"Natural" use of cmp= in sort

Paddy paddy3118 at gmail.com
Tue Nov 11 08:44:56 CET 2014

On Tuesday, 11 November 2014 06:37:18 UTC, Ian  wrote:
> On Mon, Nov 10, 2014 at 8:09 PM, Paddy <paddyxxx-at-xmail.com> wrote:
> > On Monday, 10 November 2014 18:45:15 UTC, Paddy  wrote:
> >> Hi, I do agree with                                                                          Raymond H. about the relative merits of cmp= and key= in sort/sorted, but I decided to also not let natural uses of cmp= pass silently.
> >>
> >> In answering this question, http://stackoverflow.com/a/26850434/10562 about ordering subject to inequalities it seemed natural to use the cmp= argument of sort rather than key=.
> >>
> >> The question is about merging given inequalities to make 1 inequality such that the inequalities also stays true.
> >>
> >>
> >
> > Thanks Peter, Ian. I have modified my code to expand transitive relations and ask you to view it on stackoverflow via the original link (as posting code on newsgroups is an ugly hack).
> You still run into trouble though if the given inequalities don't
> provide enough information for a total ordering. E.g.:
> >>> ' > '.join(extract_relations("""f4 > f1
> ... f2 > f3"""))
> 'f1 > f2 > f3 > f4'
> By adding some debugging prints, we can see what cmp calls were made
> by the sort routine and what the results were:
> cmp('f2', 'f1') -> 1
> cmp('f3', 'f2') -> 1
> cmp('f4', 'f3') -> 1
> There is no information about the relative order of f2 and f1, so the
> cmp function just returns 1 there.
> f2 is known to be greater than f3, so that call correctly returns 1.
> There is again no information about the relative order of f4 and f3,
> so it again just returns 1. However, this is inconsistent with the
> first comparison that placed f1 > f2, because it implies that f1 > f4.
> As you can see, giving an inconsistent cmp function to sort produces
> bogus results. If you only have a partial ordering of the inputs, you
> need to make sure that the cmp function you provide is consistent with
> *some* total ordering.
> Another issue is that your expand_transitive_relations function is I
> think O(n**3 log n), which looks unattractive compared to the O(n**2)
> topological sort given in the other answers. Another advantage of the
> topological sort is that it will detect if the graph is cyclic (i.e.
> the input data itself is inconsistent), rather than just return a
> bogus output.
> > My main reason for the post to c.l.p remains though; it seems like a *natural* use of the cmp= comparator function to sorted rather than using key= .
> There are cases where a cmp function is more natural than a key
> function, but for these we have the functools.cmp_to_key adapter.

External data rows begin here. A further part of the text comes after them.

use serde::{Deserialize, Serialize};

use super::args::Args;
use crate::errors::Result;

/// 默认配置文件路径
pub const DEFAULT_CONFIG_PATH: &str = "config.toml";

/// 环境变量前缀，例如 `REDLINK__SERVER__PORT=9000`
pub const ENV_PREFIX: &str = "REDLINK";

/// 静态配置（启动时加载）
///
/// - server: 监听地址、端口、对外短链前缀
/// - backend: 键值存储后端
/// - auth: 创建短链使用的共享密钥
/// - logging: 日志配置
#[derive(Debug, Clone, Serialize, Deserialize, Default)]
pub struct StaticConfig {
    #[serde(default)]
    pub server: ServerConfig,
    #[serde(default)]
    pub backend: BackendConfig,
    #[serde(default)]
    pub auth: AuthConfig,
    #[serde(default)]
    pub logging: LoggingConfig,
}

impl StaticConfig {
    /// 从 TOML 文件和环境变量加载配置
    ///
    /// 优先级：ENV > config.toml > 默认值
    /// ENV 前缀：REDLINK，分隔符：__
    pub fn load(path: Option<&str>) -> Result<Self> {
        use config::{Config, Environment, File};

        let path = path.unwrap_or(DEFAULT_CONFIG_PATH);

        let settings = Config::builder()
            .add_source(File::with_name(path).required(false))
            // 环境变量保持字符串，数字类型由反序列化转换（"007" 不会变成 "7"）
            .add_source(Environment::with_prefix(ENV_PREFIX).separator("__"))
            .build()?;

        let config = settings.try_deserialize::<StaticConfig>()?;
        if std::path::Path::new(path).exists() {
            eprintln!("[INFO] Configuration loaded from: {}", path);
        }
        Ok(config)
    }

    /// 命令行参数覆盖（优先级最高）
    pub fn apply_args(&mut self, args: &Args) {
        if let Some(ref host) = args.host {
            self.server.host = host.clone();
        }
        if let Some(port) = args.port {
            self.server.port = port;
        }
        if let Some(ref base) = args.base {
            self.server.base_url = base.clone();
        }
        if let Some(ref redis) = args.redis {
            self.backend.redis.address = redis.clone();
        }
        if let Some(ref auth_code) = args.auth_code {
            self.auth.auth_code = auth_code.clone();
        }
    }

    /// 生成示例 TOML 配置文件
    pub fn generate_sample_config() -> String {
        toml::to_string_pretty(&Self::default())
            .unwrap_or_else(|e| format!("Error generating sample config: {}", e))
    }

    pub fn bind_address(&self) -> String {
        format!("{}:{}", self.server.host, self.server.port)
    }
}

/// 服务器配置
#[derive(Debug, Clone, Serialize, Deserialize)]
pub struct ServerConfig {
    #[serde(default = "default_server_host")]
    pub host: String,
    #[serde(default = "default_server_port")]
    pub port: u16,
    /// 拼接 short_url 的前缀，原样拼接 id
    #[serde(default = "default_base_url")]
    pub base_url: String,
    #[serde(default = "default_workers")]
    pub workers: usize,
}

/// 存储后端配置
#[derive(Debug, Clone, Serialize, Deserialize)]
pub struct BackendConfig {
    /// "redis" 或 "memory"
    #[serde(rename = "type")]
    #[serde(default = "default_backend_type")]
    pub backend_type: String,
    #[serde(default)]
    pub redis: RedisConfig,
}

/// Redis 配置
#[derive(Debug, Clone, Serialize, Deserialize)]
pub struct RedisConfig {
    /// `host:port` 或完整的 `redis://` URL
    #[serde(default = "default_redis_address")]
    pub address: String,
}

impl RedisConfig {
    pub fn url(&self) -> String {
        if self.address.contains("://") {
            self.address.clone()
        } else {
            format!("redis://{}/", self.address)
        }
    }
}

/// 写入鉴权配置
#[derive(Debug, Clone, Serialize, Deserialize, Default)]
pub struct AuthConfig {
    /// 为空时禁止创建短链
    #[serde(default)]
    pub auth_code: String,
}

impl AuthConfig {
    pub fn writes_enabled(&self) -> bool {
        !self.auth_code.is_empty()
    }
}

/// 日志配置
#[derive(Debug, Clone, Serialize, Deserialize)]
pub struct LoggingConfig {
    #[serde(default = "default_log_level")]
    pub level: String,
    #[serde(default = "default_log_format")]
    pub format: String,
    #[serde(default)]
    pub file: Option<String>,
    #[serde(default = "default_max_backups")]
    pub max_backups: u32,
    #[serde(default = "default_enable_rotation")]
    pub enable_rotation: bool,
}

// ============================================================
// Default value functions
// ============================================================

fn default_server_host() -> String {
    "localhost".to_string()
}

fn default_server_port() -> u16 {
    8080
}

fn default_base_url() -> String {
    "http://localhost/".to_string()
}

fn default_workers() -> usize {
    num_cpus::get()
}

fn default_backend_type() -> String {
    "redis".to_string()
}

fn default_redis_address() -> String {
    "localhost:6379".to_string()
}

fn default_log_level() -> String {
    "info".to_string()
}

fn default_log_format() -> String {
    "text".to_string()
}

fn default_max_backups() -> u32 {
    5
}

fn default_enable_rotation() -> bool {
    true
}

// ============================================================
// Default implementations
// ============================================================

impl Default for ServerConfig {
    fn default() -> Self {
        Self {
            host: default_server_host(),
            port: default_server_port(),
            base_url: default_base_url(),
            workers: default_workers(),
        }
    }
}

impl Default for BackendConfig {
    fn default() -> Self {
        Self {
            backend_type: default_backend_type(),
            redis: RedisConfig::default(),
        }
    }
}

impl Default for RedisConfig {
    fn default() -> Self {
        Self {
            address: default_redis_address(),
        }
    }
}

impl Default for LoggingConfig {
    fn default() -> Self {
        Self {
            level: default_log_level(),
            format: default_log_format(),
            file: None,
            max_backups: default_max_backups(),
            enable_rotation: default_enable_rotation(),
        }
    }
}
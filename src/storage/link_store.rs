//! Link store
//!
//! Owns the `link:*` key namespace. The target URL and the view counter live
//! under separate keys so a redirect is a single point lookup and hits can use
//! the backend's atomic increment.

use std::sync::Arc;

use tracing::{debug, info, trace};

use super::backends::KvBackend;
use super::models::{Link, URL_KEY_PATTERN, id_from_url_key, url_key, views_key};
use crate::errors::{LinkError, Result};

#[derive(Clone)]
pub struct LinkStore {
    backend: Arc<dyn KvBackend>,
}

impl LinkStore {
    pub fn new(backend: Arc<dyn KvBackend>) -> Self {
        Self { backend }
    }

    pub fn backend_name(&self) -> &'static str {
        self.backend.backend_name()
    }

    /// Sets `link:<id>:url`, overwriting any previous target.
    pub async fn create(&self, id: &str, long_url: &str) -> Result<()> {
        if id.is_empty() {
            return Err(LinkError::validation("short_id must not be empty"));
        }
        if long_url.is_empty() {
            return Err(LinkError::validation("long_url must not be empty"));
        }

        self.backend.set(&url_key(id), long_url).await?;
        info!("Link created: {} -> {}", id, long_url);
        Ok(())
    }

    pub async fn resolve(&self, id: &str) -> Result<String> {
        match self.backend.get(&url_key(id)).await? {
            Some(long_url) => {
                trace!("Resolved {} -> {}", id, long_url);
                Ok(long_url)
            }
            None => Err(LinkError::not_found(format!("Short link not found: {}", id))),
        }
    }

    /// 原子自增 `link:<id>:views`，返回自增后的值
    ///
    /// Does not check that the url key exists.
    pub async fn record_hit(&self, id: &str) -> Result<u64> {
        let views = self.backend.incr(&views_key(id)).await?;
        trace!("Recorded hit for {}: {}", id, views);
        Ok(views.max(0) as u64)
    }

    /// Missing counters read as zero.
    pub async fn view_count(&self, id: &str) -> Result<u64> {
        match self.backend.get(&views_key(id)).await? {
            Some(raw) => raw.parse::<u64>().map_err(|_| {
                LinkError::backend(format!(
                    "View counter for '{}' is not a non-negative integer: {}",
                    id, raw
                ))
            }),
            None => Ok(0),
        }
    }

    /// Lists every link in backend enumeration order.
    ///
    /// One extra round trip per link for the counter. Counters without a url
    /// key are never listed.
    pub async fn list_all(&self) -> Result<Vec<Link>> {
        let keys = self.backend.keys(URL_KEY_PATTERN).await?;
        let mut links = Vec::with_capacity(keys.len());

        for key in keys {
            let Some(id) = id_from_url_key(&key) else {
                continue;
            };

            let long_url = match self.resolve(id).await {
                Ok(url) => url,
                Err(LinkError::NotFound(_)) => {
                    debug!("Link {} vanished during listing, skipping", id);
                    continue;
                }
                Err(e) => return Err(e),
            };
            let views = self.view_count(id).await?;

            links.push(Link {
                short_id: id.to_string(),
                long_url,
                views,
            });
        }

        Ok(links)
    }
}
//! Server mode
//!
//! Connects the backend, builds the link store and starts the HTTP server.

use actix_web::{App, HttpServer, middleware::DefaultHeaders, web};
use anyhow::{Context, Result};
use tracing::{debug, info, warn};

use crate::api::middleware::{AccessLogMiddleware, RequestIdMiddleware};
use crate::api::services::{LinkSettings, configure_routes};
use crate::config::StaticConfig;
use crate::storage::{LinkStore, create_backend};

/// 创建请求体上限
const MAX_PAYLOAD_BYTES: usize = 1024 * 1024;

/// Run the HTTP server until it is stopped by a signal.
///
/// **Note**: Logging system must be initialized before calling this function
pub async fn run_server(config: StaticConfig) -> Result<()> {
    if rustls::crypto::ring::default_provider()
        .install_default()
        .is_err()
    {
        debug!("rustls crypto provider already installed");
    }

    let backend = create_backend(&config.backend)
        .await
        .context("Failed to create storage backend")?;
    let store = web::Data::new(LinkStore::new(backend));
    info!("Link store ready on {} backend", store.backend_name());
    let settings = web::Data::new(LinkSettings::from_config(&config));

    if config.auth.writes_enabled() {
        info!("Link creation enabled at /links/create and /create");
    } else {
        warn!("Link creation is disabled (auth.auth_code not set)");
    }
    info!("Short URLs use base: {}", config.server.base_url);

    let workers = config.server.workers.clamp(1, 32);
    let bind_address = config.bind_address();

    let server = HttpServer::new(move || {
        App::new()
            .wrap(AccessLogMiddleware)
            .wrap(RequestIdMiddleware)
            .wrap(
                DefaultHeaders::new()
                    .add(("Cache-Control", "no-cache, no-store, must-revalidate")),
            )
            .app_data(store.clone())
            .app_data(settings.clone())
            .app_data(web::PayloadConfig::new(MAX_PAYLOAD_BYTES))
            .configure(configure_routes)
    })
    .keep_alive(std::time::Duration::from_secs(30))
    .workers(workers)
    .bind(&bind_address)
    .with_context(|| format!("Failed to bind {}", bind_address))?;

    warn!(
        "Starting server at http://{} with {} workers",
        bind_address, workers
    );
    server.run().await?;

    info!("Server stopped");
    Ok(())
}
use actix_web::http::StatusCode;
use actix_web::http::header::LOCATION;
use actix_web::{HttpResponse, Responder, web};
use tracing::{debug, error, trace};

use super::helpers::{error_response, text_response};
use crate::errors::LinkError;
use crate::storage::LinkStore;

pub struct RedirectService;

impl RedirectService {
    pub async fn handle_redirect(
        path: web::Path<String>,
        store: web::Data<LinkStore>,
    ) -> impl Responder {
        let id = path.into_inner();

        let long_url = match store.resolve(&id).await {
            Ok(url) => url,
            Err(LinkError::NotFound(_)) => {
                debug!("Redirect link not found: {}", id);
                return Self::not_found_response();
            }
            Err(e) => {
                error!("Backend error during redirect lookup for '{}': {}", id, e);
                return error_response(&e);
            }
        };

        // 计数失败时不跳转，直接返回 500
        if let Err(e) = store.record_hit(&id).await {
            error!("Failed to record hit for '{}': {}", id, e);
            return error_response(&e);
        }

        trace!("Redirecting {} -> {}", id, long_url);
        HttpResponse::Found()
            .insert_header((LOCATION, long_url))
            .finish()
    }

    #[inline]
    fn not_found_response() -> HttpResponse {
        text_response(
            StatusCode::BAD_REQUEST,
            "Failed to get long URL from short key",
        )
    }
}

/// Redirect 路由配置，必须最后注册
pub fn redirect_routes() -> actix_web::Scope {
    web::scope("").route("/{id}*", web::get().to(RedirectService::handle_redirect))
}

Thanks Ian. The original author states "...and it is sure that the given inputs will give an output, i.e., the inputs will always be valid.", which could be taken as meaning that all inputs are sufficient, well formed, and contain all relations as their first example does.

In that case, expand_transitive_relations is not even needed. Lets say it isn't for the sake of argument, then we are left with the direct use of cmp= versus a conversion to a key= function.

It seems to me that *in this case* the cmp= function naturally flows from the solution algorithm and that cmp_to_key is less so.

Yes, I knew that there are cases where a cmp function is more natural than key; the idea is to squirrel out a few. We have already made the, (well reasoned in my opinion), decision to go down the key= route in Python 3. I also like to track where my algorithms might originally map to cmp=. (It is not often).

My only other case of this type is here: http://stackoverflow.com/questions/15797120/can-this-cmp-function-be-better-written-as-a-key-for-sorted.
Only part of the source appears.